### Task statement
What is the number of lines in the data that include the string "timestamp"? Give it by itself.

(Collected data entries)
========================
//! Ongoing notification shown while the keep-alive worker runs.
//!
//! Platform implementations:
//! - Desktop: notify-rust
//! - Android: `NotificationManager` with a low-importance, silent channel;
//!   tapping the notification reopens the app

use std::fmt;

use crate::config::ShellConfig;

#[derive(Debug)]
pub enum NotificationError {
    Platform(String),
}

impl fmt::Display for NotificationError {
    fn fmt(&self, f: &mut fmt::Formatter<'_>) -> fmt::Result {
        match self {
            Self::Platform(msg) => write!(f, "Notification error: {}", msg),
        }
    }
}

impl std::error::Error for NotificationError {}

impl From<NotificationError> for String {
    fn from(err: NotificationError) -> Self {
        err.to_string()
    }
}

/// What the keep-alive notification says and where it is filed
#[derive(Debug, Clone, PartialEq, Eq)]
pub struct NotificationContent {
    pub id: i32,
    pub channel_id: String,
    pub channel_name: String,
    pub title: String,
    pub body: String,
}

impl From<&ShellConfig> for NotificationContent {
    fn from(config: &ShellConfig) -> Self {
        Self {
            id: config.notification_id,
            channel_id: config.channel_id.clone(),
            channel_name: config.channel_name.clone(),
            title: config.notification_title.clone(),
            body: config.notification_body.clone(),
        }
    }
}

pub trait KeepAliveNotifier: Send + Sync {
    fn show(&self, content: &NotificationContent) -> Result<(), NotificationError>;

    fn cancel(&self, content: &NotificationContent) -> Result<(), NotificationError>;
}

#[cfg(not(target_os = "android"))]
mod desktop;

#[cfg(not(target_os = "android"))]
pub use desktop::DesktopNotifier as PlatformNotifier;

#[cfg(target_os = "android")]
mod android;

#[cfg(target_os = "android")]
pub use android::AndroidNotifier as PlatformNotifier;

#[cfg(test)]
mod tests {
    use super::*;

    #[test]
    fn test_content_from_config() {
        let config = ShellConfig::default();
        let content = NotificationContent::from(&config);
        assert_eq!(content.id, 1001);
        assert_eq!(content.channel_id, "mic_service_channel");
        assert_eq!(content.title, config.notification_title);
    }
}
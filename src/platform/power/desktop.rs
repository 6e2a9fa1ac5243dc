use super::{HeldWakeLock, PowerError, PowerManager};

pub struct DesktopPower;

impl DesktopPower {
    pub fn new() -> Self {
        Self
    }
}

impl Default for DesktopPower {
    fn default() -> Self {
        Self::new()
    }
}

impl PowerManager for DesktopPower {
    fn acquire_partial(&self, tag: &str) -> Result<Box<dyn HeldWakeLock>, PowerError> {
        tracing::debug!("Wake lock '{}' is a no-op on desktop", tag);
        Ok(Box::new(NoopWakeLock))
    }
}

struct NoopWakeLock;

impl HeldWakeLock for NoopWakeLock {
    fn release(self: Box<Self>) -> Result<(), PowerError> {
        Ok(())
    }
}
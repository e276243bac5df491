//! Stockroom Catalog — the resilient product data-access layer.
//!
//! Serves reads through a cache-aside cache, guards the primary store with a
//! circuit breaker, runs the stock-decrementing checkout transaction, and
//! announces every mutation on the product event stream without letting a
//! downstream outage fail the caller.

pub mod breaker;
pub mod checkout;
mod notifier;
pub mod repository;
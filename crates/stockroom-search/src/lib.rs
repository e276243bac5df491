//! Stockroom Search — the Elasticsearch read model.
//!
//! Keeps one document per product in the `products` index and appends one
//! entry per processed event to the `product-logs` index.

pub mod elasticsearch;

pub use elasticsearch::ElasticsearchIndex;
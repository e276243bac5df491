//! Worker configuration from environment variables.

use std::str::FromStr;
use std::time::Duration;

use stockroom_core::invoice::InvoiceBackend;

use crate::error::WorkerError;

/// Settings read once at startup.
#[derive(Debug, Clone, PartialEq)]
pub struct WorkerConfig {
    /// Redis holding the invoice queue (`REDIS_URL`).
    pub redis_url: String,
    /// NATS server (`NATS_URL`).
    pub nats_url: String,
    /// Elasticsearch cluster (`ELASTICSEARCH_URL`).
    pub elasticsearch_url: String,
    /// Partitions per topic (`EVENT_PARTITIONS`).
    pub partitions: u32,
    /// Durable consumer group name (`CONSUMER_GROUP`).
    pub consumer_group: String,
    /// Active invoice channel (`INVOICE_BACKEND`).
    pub invoice_backend: InvoiceBackend,
    /// Fraction of simulated sends that fail (`INVOICE_FAILURE_RATE`).
    pub invoice_failure_rate: f64,
    /// Simulated time to send one invoice (`INVOICE_SEND_DELAY_MS`).
    pub invoice_send_delay: Duration,
}

impl WorkerConfig {
    /// Reads the process environment.
    ///
    /// # Errors
    ///
    /// `WorkerError::Config` naming the first invalid variable.
    pub fn from_env() -> Result<Self, WorkerError> {
        Self::from_lookup(|key| std::env::var(key).ok())
    }

    /// Reads settings through `lookup`, applying defaults for unset keys.
    ///
    /// # Errors
    ///
    /// `WorkerError::Config` naming the first invalid variable.
    pub fn from_lookup<F>(lookup: F) -> Result<Self, WorkerError>
    where
        F: Fn(&str) -> Option<String>,
    {
        let text = |key: &str, default: &str| lookup(key).unwrap_or_else(|| default.to_string());

        let partitions: u32 = parse(&lookup, "EVENT_PARTITIONS", 3)?;
        if partitions == 0 {
            return Err(WorkerError::Config("EVENT_PARTITIONS must be at least 1".into()));
        }
        let invoice_failure_rate: f64 = parse(&lookup, "INVOICE_FAILURE_RATE", 0.2)?;
        if !(0.0..=1.0).contains(&invoice_failure_rate) {
            return Err(WorkerError::Config(
                "INVOICE_FAILURE_RATE must be between 0 and 1".into(),
            ));
        }

        Ok(Self {
            redis_url: text("REDIS_URL", "redis://127.0.0.1:6379"),
            nats_url: text("NATS_URL", "nats://127.0.0.1:4222"),
            elasticsearch_url: text("ELASTICSEARCH_URL", "http://127.0.0.1:9200"),
            partitions,
            consumer_group: text("CONSUMER_GROUP", "inventory-worker-group"),
            invoice_backend: parse(&lookup, "INVOICE_BACKEND", InvoiceBackend::Queue)?,
            invoice_failure_rate,
            invoice_send_delay: Duration::from_millis(parse(
                &lookup,
                "INVOICE_SEND_DELAY_MS",
                2000,
            )?),
        })
    }
}

fn parse<T, F>(lookup: &F, key: &str, default: T) -> Result<T, WorkerError>
where
    T: FromStr,
    T::Err: std::fmt::Display,
    F: Fn(&str) -> Option<String>,
{
    match lookup(key) {
        None => Ok(default),
        Some(raw) => raw
            .trim()
            .parse()
            .map_err(|e| WorkerError::Config(format!("{key} is invalid: {e}"))),
    }
}
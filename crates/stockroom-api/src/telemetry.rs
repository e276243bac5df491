//! Tracing subscriber setup with an optional OTLP trace exporter.

use opentelemetry::trace::TracerProvider as _;
use opentelemetry_otlp::WithExportConfig;
use opentelemetry_sdk::Resource;
use opentelemetry_sdk::trace::SdkTracerProvider;
use tracing_subscriber::EnvFilter;
use tracing_subscriber::layer::SubscriberExt;
use tracing_subscriber::util::SubscriberInitExt;

use crate::error::AppError;

const SERVICE_NAME: &str = "stockroom-api";

/// Keeps the exporter alive; flushes pending spans on shutdown.
pub struct TelemetryGuard {
    provider: Option<SdkTracerProvider>,
}

impl TelemetryGuard {
    /// Flushes and stops the exporter, if one was installed.
    pub fn shutdown(self) {
        if let Some(provider) = self.provider {
            if let Err(e) = provider.shutdown() {
                tracing::warn!(error = %e, "failed to flush trace exporter");
            }
        }
    }
}

/// Installs JSON logging filtered by `RUST_LOG` (default `info`), plus an
/// OTLP/gRPC span exporter when `otlp_endpoint` is set.
///
/// # Errors
///
/// `AppError::Telemetry` if the exporter cannot be built.
pub fn init(otlp_endpoint: Option<&str>) -> Result<TelemetryGuard, AppError> {
    let provider = otlp_endpoint.map(build_provider).transpose()?;
    let otel_layer = provider
        .as_ref()
        .map(|p| tracing_opentelemetry::layer().with_tracer(p.tracer(SERVICE_NAME)));

    tracing_subscriber::registry()
        .with(EnvFilter::try_from_default_env().unwrap_or_else(|_| EnvFilter::new("info")))
        .with(tracing_subscriber::fmt::layer().json())
        .with(otel_layer)
        .init();

    if let Some(provider) = &provider {
        opentelemetry::global::set_tracer_provider(provider.clone());
    }
    Ok(TelemetryGuard { provider })
}

fn build_provider(endpoint: &str) -> Result<SdkTracerProvider, AppError> {
    let exporter = opentelemetry_otlp::SpanExporter::builder()
        .with_tonic()
        .with_endpoint(endpoint)
        .build()
        .map_err(|e| AppError::Telemetry(e.to_string()))?;

    Ok(SdkTracerProvider::builder()
        .with_batch_exporter(exporter)
        .with_resource(Resource::builder().with_service_name(SERVICE_NAME).build())
        .build())
}
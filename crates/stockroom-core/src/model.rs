//! Catalog data model.

use chrono::{DateTime, Utc};
use serde::{Deserialize, Serialize};

use crate::error::DomainError;

/// Minimum length of a product name.
pub const MIN_NAME_LEN: usize = 3;

/// Default page size when the caller does not ask for one.
pub const DEFAULT_PAGE_LIMIT: u32 = 10;

/// Largest page a single list call may return.
pub const MAX_PAGE_LIMIT: u32 = 100;

/// A catalog product as stored in the primary store.
#[derive(Debug, Clone, PartialEq, Eq, Serialize, Deserialize)]
pub struct Product {
    /// Store-assigned identifier, immutable after creation.
    pub id: i64,
    /// Display name.
    #[serde(default)]
    pub name: String,
    /// Unit price in the smallest currency unit.
    #[serde(default)]
    pub price: i64,
    /// Units on hand. Never negative.
    #[serde(default)]
    pub stock: i64,
}

impl Product {
    /// A product carrying only its identifier, as published on delete.
    #[must_use]
    pub fn id_only(id: i64) -> Self {
        Self {
            id,
            name: String::new(),
            price: 0,
            stock: 0,
        }
    }

    /// Validates the mutable fields of an existing product.
    ///
    /// # Errors
    ///
    /// Returns `DomainError::Validation` naming the first violated rule.
    pub fn validate(&self) -> Result<(), DomainError> {
        validate_fields(&self.name, self.price, self.stock)
    }
}

/// Payload for creating a product; the store assigns the id.
#[derive(Debug, Clone, PartialEq, Eq, Serialize, Deserialize)]
pub struct NewProduct {
    /// Display name.
    pub name: String,
    /// Unit price in the smallest currency unit.
    pub price: i64,
    /// Initial units on hand.
    pub stock: i64,
}

impl NewProduct {
    /// Validates the creation payload.
    ///
    /// # Errors
    ///
    /// Returns `DomainError::Validation` naming the first violated rule.
    pub fn validate(&self) -> Result<(), DomainError> {
        validate_fields(&self.name, self.price, self.stock)
    }

    /// Combines the payload with a store-assigned id.
    #[must_use]
    pub fn with_id(self, id: i64) -> Product {
        Product {
            id,
            name: self.name,
            price: self.price,
            stock: self.stock,
        }
    }
}

fn validate_fields(name: &str, price: i64, stock: i64) -> Result<(), DomainError> {
    if name.trim().chars().count() < MIN_NAME_LEN {
        return Err(DomainError::Validation(format!(
            "name must be at least {MIN_NAME_LEN} characters"
        )));
    }
    if price <= 0 {
        return Err(DomainError::Validation("price must be positive".into()));
    }
    if stock < 0 {
        return Err(DomainError::Validation("stock must not be negative".into()));
    }
    Ok(())
}

/// Pagination and search parameters for listing products.
#[derive(Debug, Clone, PartialEq, Eq)]
pub struct ProductFilter {
    page: u32,
    limit: u32,
    search: String,
}

impl ProductFilter {
    /// Builds a filter, applying defaults for missing values.
    ///
    /// # Errors
    ///
    /// Returns `DomainError::Validation` if `page` is zero or `limit` falls
    /// outside `1..=100`.
    pub fn new(
        page: Option<u32>,
        limit: Option<u32>,
        search: Option<String>,
    ) -> Result<Self, DomainError> {
        let page = page.unwrap_or(1);
        let limit = limit.unwrap_or(DEFAULT_PAGE_LIMIT);
        if page == 0 {
            return Err(DomainError::Validation("page must be at least 1".into()));
        }
        if limit == 0 || limit > MAX_PAGE_LIMIT {
            return Err(DomainError::Validation(format!(
                "limit must be between 1 and {MAX_PAGE_LIMIT}"
            )));
        }
        Ok(Self {
            page,
            limit,
            search: search.map(|s| s.trim().to_owned()).unwrap_or_default(),
        })
    }

    /// The 1-based page number.
    #[must_use]
    pub fn page(&self) -> u32 {
        self.page
    }

    /// The page size.
    #[must_use]
    pub fn limit(&self) -> u32 {
        self.limit
    }

    /// The search term; empty when no name filter applies.
    #[must_use]
    pub fn search(&self) -> &str {
        &self.search
    }

    /// Number of rows to skip: `(page - 1) * limit`.
    #[must_use]
    pub fn offset(&self) -> u64 {
        u64::from(self.page - 1) * u64::from(self.limit)
    }
}

impl Default for ProductFilter {
    fn default() -> Self {
        Self {
            page: 1,
            limit: DEFAULT_PAGE_LIMIT,
            search: String::new(),
        }
    }
}

/// An immutable purchase record written by checkout.
#[derive(Debug, Clone, PartialEq, Eq, Serialize, Deserialize)]
pub struct Transaction {
    /// Store-assigned identifier.
    pub id: i64,
    /// The purchasing user.
    pub user_id: i64,
    /// The purchased product.
    pub product_id: i64,
    /// Units bought.
    pub quantity: i64,
    /// Unit price times quantity at the time of purchase.
    pub total_price: i64,
    /// When the row was written.
    pub created_at: DateTime<Utc>,
}

/// The authenticated buyer of a checkout.
#[derive(Debug, Clone, PartialEq, Eq)]
pub struct Customer {
    /// User identifier.
    pub user_id: i64,
    /// Address the invoice is sent to.
    pub email: String,
}

/// A request to buy `quantity` units of a product.
#[derive(Debug, Clone, Copy, PartialEq, Eq, Serialize, Deserialize)]
pub struct CheckoutRequest {
    /// The product to buy.
    pub product_id: i64,
    /// Units to buy; must be positive.
    pub quantity: i64,
}

/// Input to the store's purchase transaction.
#[derive(Debug, Clone, Copy, PartialEq, Eq)]
pub struct PurchaseOrder {
    /// The purchasing user.
    pub user_id: i64,
    /// The product to decrement.
    pub product_id: i64,
    /// Units to decrement.
    pub quantity: i64,
}

/// Outcome of a committed purchase transaction.
#[derive(Debug, Clone, PartialEq, Eq)]
pub struct Purchase {
    /// The recorded transaction row.
    pub transaction: Transaction,
    /// The product as it stands after the stock decrement.
    pub product: Product,
}

#[cfg(test)]
mod tests {
    use super::*;

    #[test]
    fn test_filter_defaults_to_first_page_of_ten() {
        let filter = ProductFilter::new(None, None, None).unwrap();

        assert_eq!(filter.page(), 1);
        assert_eq!(filter.limit(), 10);
        assert_eq!(filter.search(), "");
        assert_eq!(filter.offset(), 0);
    }

    #[test]
    fn test_filter_offset_skips_previous_pages() {
        let filter = ProductFilter::new(Some(3), Some(25), None).unwrap();

        assert_eq!(filter.offset(), 50);
    }

    #[test]
    fn test_filter_rejects_page_zero() {
        let result = ProductFilter::new(Some(0), Some(10), None);

        assert!(matches!(result, Err(DomainError::Validation(_))));
    }

    #[test]
    fn test_filter_rejects_limit_outside_bounds() {
        assert!(ProductFilter::new(Some(1), Some(0), None).is_err());
        assert!(ProductFilter::new(Some(1), Some(101), None).is_err());
        assert!(ProductFilter::new(Some(1), Some(100), None).is_ok());
    }

    #[test]
    fn test_filter_trims_search_term() {
        let filter = ProductFilter::new(None, None, Some("  phone ".into())).unwrap();

        assert_eq!(filter.search(), "phone");
    }

    #[test]
    fn test_new_product_validation_rules() {
        let valid = NewProduct {
            name: "Kopi".into(),
            price: 5000,
            stock: 0,
        };
        assert!(valid.validate().is_ok());

        let short_name = NewProduct {
            name: "ab".into(),
            ..valid.clone()
        };
        assert!(short_name.validate().is_err());

        let free = NewProduct {
            price: 0,
            ..valid.clone()
        };
        assert!(free.validate().is_err());

        let negative_stock = NewProduct { stock: -1, ..valid };
        assert!(negative_stock.validate().is_err());
    }

    #[test]
    fn test_product_deserializes_id_only_payload() {
        let product: Product = serde_json::from_str(r#"{"id": 42}"#).unwrap();

        assert_eq!(product, Product::id_only(42));
    }
}
//! Health check endpoint.

use axum::extract::State;
use axum::{Json, Router, routing::get};
use serde::Serialize;

use crate::state::AppState;

/// Health check response.
#[derive(Serialize)]
pub struct HealthResponse {
    /// Service status.
    pub status: String,
    /// Service version.
    pub version: String,
    /// State of the breaker guarding the primary store.
    pub database_circuit: String,
}

/// GET /health
async fn health_check(State(state): State<AppState>) -> Json<HealthResponse> {
    Json(HealthResponse {
        status: "ok".to_string(),
        version: env!("CARGO_PKG_VERSION").to_string(),
        database_circuit: state.repository.breaker().state().to_string(),
    })
}

/// Returns the health check router.
pub fn router() -> Router<AppState> {
    Router::new().route("/health", get(health_check))
}
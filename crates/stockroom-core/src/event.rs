//! Events and tasks that travel between the API and the workers.

use chrono::{DateTime, Utc};
use serde::{Deserialize, Serialize};
use uuid::Uuid;

use crate::model::Product;

/// Topic carrying `ProductEvent`s, keyed by product id.
pub const PRODUCT_EVENTS_TOPIC: &str = "product-events";

/// Topic carrying `InvoiceTask`s when the stream invoice backend is used,
/// keyed by user id.
pub const CHECKOUT_EVENTS_TOPIC: &str = "checkout-events";

/// Name of the durable list holding queued `InvoiceTask`s.
pub const INVOICE_QUEUE: &str = "queue:invoice_sending";

/// The kind of mutation a `ProductEvent` announces.
#[derive(Debug, Clone, Copy, PartialEq, Eq, Hash, Serialize, Deserialize)]
#[serde(rename_all = "UPPERCASE")]
pub enum ProductAction {
    /// A product was inserted.
    Create,
    /// A product's fields (including stock) changed.
    Update,
    /// A product was removed.
    Delete,
}

impl ProductAction {
    /// Wire name of the action.
    #[must_use]
    pub fn as_str(self) -> &'static str {
        match self {
            Self::Create => "CREATE",
            Self::Update => "UPDATE",
            Self::Delete => "DELETE",
        }
    }
}

impl std::fmt::Display for ProductAction {
    fn fmt(&self, f: &mut std::fmt::Formatter<'_>) -> std::fmt::Result {
        f.write_str(self.as_str())
    }
}

/// A product mutation announced on `PRODUCT_EVENTS_TOPIC`.
#[derive(Debug, Clone, PartialEq, Eq, Serialize, Deserialize)]
pub struct ProductEvent {
    /// Unique event identifier; absent on payloads from older producers.
    #[serde(default, skip_serializing_if = "Option::is_none")]
    pub event_id: Option<Uuid>,
    /// When the mutation was committed.
    #[serde(default, skip_serializing_if = "Option::is_none")]
    pub occurred_at: Option<DateTime<Utc>>,
    /// The mutation kind.
    pub action: ProductAction,
    /// Product snapshot. For `Delete` only `id` is meaningful.
    #[serde(rename = "payload")]
    pub product: Product,
}

impl ProductEvent {
    /// Builds an event for `product` stamped at `occurred_at`.
    #[must_use]
    pub fn new(action: ProductAction, product: Product, occurred_at: DateTime<Utc>) -> Self {
        Self {
            event_id: Some(Uuid::now_v7()),
            occurred_at: Some(occurred_at),
            action,
            product,
        }
    }

    /// Builds a delete event carrying only the product id.
    #[must_use]
    pub fn deleted(product_id: i64, occurred_at: DateTime<Utc>) -> Self {
        Self::new(ProductAction::Delete, Product::id_only(product_id), occurred_at)
    }

    /// Ordering key: every event for one product shares a partition.
    #[must_use]
    pub fn partition_key(&self) -> String {
        self.product.id.to_string()
    }
}

/// Work item asking the invoice worker to email a receipt.
#[derive(Debug, Clone, PartialEq, Eq, Serialize, Deserialize)]
pub struct InvoiceTask {
    /// The purchasing user.
    pub user_id: i64,
    /// Recipient address.
    pub email: String,
    /// The purchased product.
    pub product_id: i64,
    /// Units bought.
    pub quantity: i64,
    /// Amount charged.
    pub total_price: i64,
}

impl InvoiceTask {
    /// Ordering key on the checkout topic.
    #[must_use]
    pub fn partition_key(&self) -> String {
        self.user_id.to_string()
    }
}

/// Append-only record of one processed `ProductEvent`.
#[derive(Debug, Clone, PartialEq, Eq, Serialize, Deserialize)]
pub struct AuditRecord {
    /// When the synchronizer processed the event.
    pub timestamp: DateTime<Utc>,
    /// The mutation kind.
    pub action: ProductAction,
    /// The affected product.
    pub product_id: i64,
    /// The product snapshot carried by the event.
    pub payload: Product,
}

impl AuditRecord {
    /// Builds the audit entry for `event`.
    #[must_use]
    pub fn for_event(event: &ProductEvent, timestamp: DateTime<Utc>) -> Self {
        Self {
            timestamp,
            action: event.action,
            product_id: event.product.id,
            payload: event.product.clone(),
        }
    }
}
========================
### Output for this task
3